_Exercise requirements_
For each entry in the listing, produce an exact copy.

_Recorded information_
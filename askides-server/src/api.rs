//! JSON endpoints.

use axum::{
    extract::{Path, Query, State},
    Json,
};
use serde::Deserialize;

use askides_core::{Article, ArticlePreview, MetadataEntry, MetadataOptions};

use crate::{error::AppError, server::AppState};

pub async fn list_articles(
    State(state): State<AppState>,
) -> Result<Json<Vec<ArticlePreview>>, AppError> {
    let articles = state.articles.clone();
    let previews = tokio::task::spawn_blocking(move || articles.list_articles()).await??;
    Ok(Json(previews))
}

pub async fn get_article(
    State(state): State<AppState>,
    Path(slug): Path<String>,
) -> Result<Json<Article>, AppError> {
    let articles = state.articles.clone();
    let article = tokio::task::spawn_blocking(move || articles.get_article(&slug)).await??;
    article.map(Json).ok_or(AppError::NotFound)
}

#[derive(Debug, Deserialize)]
pub struct MetadataQuery {
    title: Option<String>,
    description: Option<String>,
    path: Option<String>,
    image: Option<String>,
}

/// Metadata entries for an arbitrary page; site defaults fill the gaps
pub async fn metadata(
    State(state): State<AppState>,
    Query(query): Query<MetadataQuery>,
) -> Json<Vec<MetadataEntry>> {
    let site = &state.config.site;
    let options = MetadataOptions {
        canonical_path: query.path,
        image_url: query.image,
    };

    Json(state.metadata.build(
        query.title.as_deref().unwrap_or(&site.title),
        query.description.as_deref().unwrap_or(&site.description),
        &options,
    ))
}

_Result for this task_
filename askides-server/src/api.rs
//! JSON endpoints.

use axum::{
    extract::{Path, Query, State},
    Json,
};
use serde::Deserialize;

use askides_core::{Article, ArticlePreview, MetadataEntry, MetadataOptions};

use crate::{error::AppError, server::AppState};

pub async fn list_articles(
    State(state): State<AppState>,
) -> Result<Json<Vec<ArticlePreview>>, AppError> {
    let articles = state.articles.clone();
    let previews = tokio::task::spawn_blocking(move || articles.list_articles()).await??;
    Ok(Json(previews))
}

pub async fn get_article(
    State(state): State<AppState>,
    Path(slug): Path<String>,
) -> Result<Json<Article>, AppError> {
    let articles = state.articles.clone();
    let article = tokio::task::spawn_blocking(move || articles.get_article(&slug)).await??;
    article.map(Json).ok_or(AppError::NotFound)
}

#[derive(Debug, Deserialize)]
pub struct MetadataQuery {
    title: Option<String>,
    description: Option<String>,
    path: Option<String>,
    image: Option<String>,
}

/// Metadata entries for an arbitrary page; site defaults fill the gaps
pub async fn metadata(
    State(state): State<AppState>,
    Query(query): Query<MetadataQuery>,
) -> Json<Vec<MetadataEntry>> {
    let site = &state.config.site;
    let options = MetadataOptions {
        canonical_path: query.path,
        image_url: query.image,
    };

    Json(state.metadata.build(
        query.title.as_deref().unwrap_or(&site.title),
        query.description.as_deref().unwrap_or(&site.description),
        &options,
    ))
}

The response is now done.